İstanbul Anadolu 2. Asliye Ticaret Mahkemesi 2022/856 Esas 2023/184 Karar
Karar Dilini Çevir:

Dairesi: İstanbul Anadolu 2. Asliye Ticaret Mahkemesi
Esas No: 2022/856
Karar No: 2023/184
Karar Tarihi: 28.02.2023

T.C. İstanbul Anadolu 2. ASLİYE TİCARET MAHKEMESİ
ESAS NO: 2022/856 Esas
KARAR NO: 2023/184
DAVA: Alacak (Satım Sözleşmesinden Kaynaklanan)
DAVA TARİHİ: 24/10/2022
KARAR TARİHİ: 28/02/2023
Mahkememizde görülmekte olan alacak (satım sözleşmesinden kaynaklanan) davasının yapılan açık yargılaması sonunda;
Davacı vekili dava dilekçesinde özetle; iki tarafın tacir olduğunu, görevli mahkemenin asliye ticaret mahkemesi olduğunu, ara buluculuğa başvurulduğunu, anlaşmazlık ile sonuçlandığını, tutanağın sunulduğunu, davalı şirketin yurt dışında madeni yağ konusunda ticari faaliyette bulunduğunu, davacı ile davalı arasında yapılan ürün alışverişi karşılığında davalı tarafından 40.613,86 Euro tutarlı proforma fatura düzenlendiğini, bu faturaya istinaden toplam tutarın yarının ödemesinin talep edildiğini, müvekkilinin 10.000 ve 10.613,86 euro olmak üzere toplam 20.613,86 Euro ödeme yaptığını, açıklamaya proforma faturanın numarasının yazıldığın, ancak davalı şirketin satışa konu hiçbir ürünü teslim etmediğini, ve yapılan ödemeyi iade etmediğini, satış sözleşmesi kapsamında davalının temerrüde düştüğünü, sözleşmenin feshedildiğini, yapılan ödemenin iadesinin talep edildiğini, taraflar arasında düzenlenen ticari faturalara ihtiyati haciz konulmasını, Davalı Şirket Gümrüğü'nde bulunan mallarına, haciz tatbik edilinceye kadar, alacak tutarında ihtiyati tedbir konulmasına, davanın kabulü ile, müvekkilinin nakit olarak gönderdiği tutarların toplamı olan 20.613,86 Euro'nun davalıdan alınarak davacıya ödenmesine, müvekkil'in davalı şirketten olan alacağına fatura tarihinden itibaren işleyecek olan faizin TTK. md 1530 ve TTK. md 8 kapsamında bileşik faizin hesaplanmasını ve davalıdan tahsil edilmesine karar verilmesini, yargılama giderleri ve vekalet ücretinin davalı şirkete yükletilmesine karar verilmesini talep ve dava etmiştir.
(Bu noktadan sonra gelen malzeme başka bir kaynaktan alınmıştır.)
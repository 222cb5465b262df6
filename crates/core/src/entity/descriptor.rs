use std::sync::Arc;

use super::Hooks;
use crate::schema::EntitySchema;
use crate::storage::{Attributes, KeyNames};
use crate::verb::Verb;

/// Identity attribute used when an entity kind does not name one.
pub const DEFAULT_IDENTITY_ATTRIBUTE: &str = "uid";

/// Static definition of one entity kind.
///
/// Holds the schema, the name of the attribute that supplies the item
/// identity, the primary-key attribute names and the hook functions.
///
/// ```
/// use dynamore_core::{EntityDescriptor, EntitySchema, PropertySchema};
///
/// let person = EntityDescriptor::new(
///     EntitySchema::new("PERSON").required_property("id_number", PropertySchema::string()),
/// )
/// .with_identity_attribute("id_number");
///
/// assert_eq!(person.title(), "PERSON");
/// assert_eq!(person.primary_key_names().partition, "PK");
/// ```
#[derive(Debug, Clone)]
pub struct EntityDescriptor {
    schema: EntitySchema,
    identity_attribute: String,
    key_names: KeyNames,
    hooks: Hooks,
}

impl EntityDescriptor {
    pub fn new(schema: EntitySchema) -> Self {
        Self {
            schema,
            identity_attribute: DEFAULT_IDENTITY_ATTRIBUTE.to_string(),
            key_names: KeyNames::default(),
            hooks: Hooks::default(),
        }
    }

    /// Builds a descriptor from a JSON-schema style document.
    pub fn from_json_schema(
        document: &str,
        identity_attribute: impl Into<String>,
    ) -> Result<Self, serde_json::Error> {
        let schema: EntitySchema = serde_json::from_str(document)?;
        Ok(Self::new(schema).with_identity_attribute(identity_attribute))
    }

    pub fn with_identity_attribute(mut self, attribute: impl Into<String>) -> Self {
        self.identity_attribute = attribute.into();
        self
    }

    pub fn with_key_names(mut self, key_names: KeyNames) -> Self {
        self.key_names = key_names;
        self
    }

    pub fn with_pre_hook<F>(mut self, hook: F) -> Self
    where
        F: Fn(Verb, &Attributes, Option<&Attributes>) -> bool + Send + Sync + 'static,
    {
        self.hooks.pre = Arc::new(hook);
        self
    }

    pub fn with_post_hook<F>(mut self, hook: F) -> Self
    where
        F: Fn(Verb, &Attributes, Option<&Attributes>) -> bool + Send + Sync + 'static,
    {
        self.hooks.post = Arc::new(hook);
        self
    }

    pub fn with_augment_hook<F>(mut self, hook: F) -> Self
    where
        F: Fn(Attributes) -> Attributes + Send + Sync + 'static,
    {
        self.hooks.augment = Arc::new(hook);
        self
    }

    /// Entity kind name; also the partition value of every item of this kind.
    pub fn title(&self) -> &str {
        &self.schema.title
    }

    pub fn schema(&self) -> &EntitySchema {
        &self.schema
    }

    pub fn identity_attribute(&self) -> &str {
        &self.identity_attribute
    }

    pub fn primary_key_names(&self) -> &KeyNames {
        &self.key_names
    }

    pub fn hooks(&self) -> &Hooks {
        &self.hooks
    }
}

#[cfg(test)]
mod tests {
    use std::sync::atomic::{AtomicUsize, Ordering};

    use super::*;
    use serde_json::json;

    #[test]
    fn test_defaults() {
        let descriptor = EntityDescriptor::new(EntitySchema::new("ENTITY"));

        assert_eq!(descriptor.title(), "ENTITY");
        assert_eq!(descriptor.identity_attribute(), "uid");
        assert_eq!(descriptor.primary_key_names(), &KeyNames::new("PK", "SK"));
    }

    #[test]
    fn test_key_names_override() {
        let descriptor = EntityDescriptor::new(EntitySchema::new("ORDER"))
            .with_key_names(KeyNames::new("pk", "sk"));

        assert_eq!(descriptor.primary_key_names().partition, "pk");
        assert_eq!(descriptor.primary_key_names().sort, "sk");
    }

    #[test]
    fn test_from_json_schema() {
        let descriptor = EntityDescriptor::from_json_schema(
            r#"{"title": "PERSON", "required": ["id_number"],
                "properties": {"id_number": {"type": "string"}}}"#,
            "id_number",
        )
        .unwrap();

        assert_eq!(descriptor.title(), "PERSON");
        assert_eq!(descriptor.identity_attribute(), "id_number");
        assert!(descriptor.schema().required.contains("id_number"));
    }

    #[test]
    fn test_from_json_schema_rejects_malformed_document() {
        assert!(EntityDescriptor::from_json_schema("{\"required\": []}", "uid").is_err());
    }

    #[test]
    fn test_hooks_are_installed() {
        let calls = Arc::new(AtomicUsize::new(0));
        let counter = calls.clone();

        let descriptor = EntityDescriptor::new(EntitySchema::new("ENTITY"))
            .with_pre_hook(move |verb, _, _| {
                counter.fetch_add(1, Ordering::SeqCst);
                verb != Verb::Delete
            })
            .with_augment_hook(|mut item| {
                item.insert("derived".to_string(), json!(true));
                item
            });

        let item = Attributes::new();
        assert!(descriptor.hooks().pre(Verb::Create, &item, None));
        assert!(!descriptor.hooks().pre(Verb::Delete, &item, None));
        assert_eq!(calls.load(Ordering::SeqCst), 2);
        assert_eq!(descriptor.hooks().augment(item)["derived"], json!(true));
    }
}
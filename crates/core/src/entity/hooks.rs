use std::fmt;
use std::sync::Arc;

use crate::storage::Attributes;
use crate::verb::Verb;

/// Precondition check run before a write. Returning false vetoes the operation.
pub type PreHook = Arc<dyn Fn(Verb, &Attributes, Option<&Attributes>) -> bool + Send + Sync>;

/// Postcondition task run after a committed write. The result is only logged.
pub type PostHook = Arc<dyn Fn(Verb, &Attributes, Option<&Attributes>) -> bool + Send + Sync>;

/// Injects derived attributes into an item right before it is persisted.
pub type AugmentHook = Arc<dyn Fn(Attributes) -> Attributes + Send + Sync>;

/// Per-entity-kind hook functions. Every hook defaults to a no-op.
#[derive(Clone)]
pub struct Hooks {
    pub(crate) pre: PreHook,
    pub(crate) post: PostHook,
    pub(crate) augment: AugmentHook,
}

impl Hooks {
    pub fn pre(&self, verb: Verb, data: &Attributes, existing: Option<&Attributes>) -> bool {
        (self.pre)(verb, data, existing)
    }

    pub fn post(&self, verb: Verb, data: &Attributes, existing: Option<&Attributes>) -> bool {
        (self.post)(verb, data, existing)
    }

    pub fn augment(&self, item: Attributes) -> Attributes {
        (self.augment)(item)
    }
}

impl Default for Hooks {
    fn default() -> Self {
        Self {
            pre: Arc::new(|_: Verb, _: &Attributes, _: Option<&Attributes>| true),
            post: Arc::new(|_: Verb, _: &Attributes, _: Option<&Attributes>| true),
            augment: Arc::new(|item: Attributes| item),
        }
    }
}

impl fmt::Debug for Hooks {
    fn fmt(&self, f: &mut fmt::Formatter<'_>) -> fmt::Result {
        f.debug_struct("Hooks").finish_non_exhaustive()
    }
}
Davalı tarafa dava dilekçesinin e tebligat yolu ile 14/11/2022 tarihinde yapıldığı, cevap dilekçesinin sunulmadığı, davalı adına vekaletname sunulduğu, cevap süresinin uzatılması isteminde bulunulduğu, mahkememizce 18/11/2022 tarihli ara karar ile cevap süresinin 2 hafta uzatılmasına karar verildiği, davalı vekilinin çekilme dilekçesi sunduğu, ve dilekçesinin davalı şirkete e tebliğ yolu ile tebliğ edildiği, süresinde sunulan cevap dilekçesinin bulunmadığı anlaşılmakla, HMK 128 madde hükmü gereği dava dilekçesinde ileri sürülen vakıaları inkar etmiş sayılmıştır.
Hukuki Nitelendirme, Delillerin Değerlendirilmesi ve Netice
Uyuşmazlık, taraflar arasında ticari ilişkinin var olup olmadığı, bu ilişki nedeniyle davalının yükümlendiği edimi yerine getirip getirmediği, davacı tarafından yapılan ödemenin iade edilmesinin gerekip gerekmediği noktalarında toplanmaktadır.Davacı vekili dilekçesinde taraflar arasında ticari satımın söz konusu olduğunu, bu hususta davalı şirket tarafından proforma fatura düzenlendiğini, bu fatura doğrultusunda sözleşmenin tutarının yarısı olan 20613,86 Euro nun karşı yana gönderildiğini, ancak satım sözleşmesine konu malların müvekkil şirkete gönderilmediğini, ödenen tutarın de iade edilmediğini belirterek davanın kabulü ile 20613,86 Euro nun fatura tarihinden itibaren işleyecek bileşik faizi ile birlikte davalıdan alınarak müvekkiline verilmesini talep etmiştir.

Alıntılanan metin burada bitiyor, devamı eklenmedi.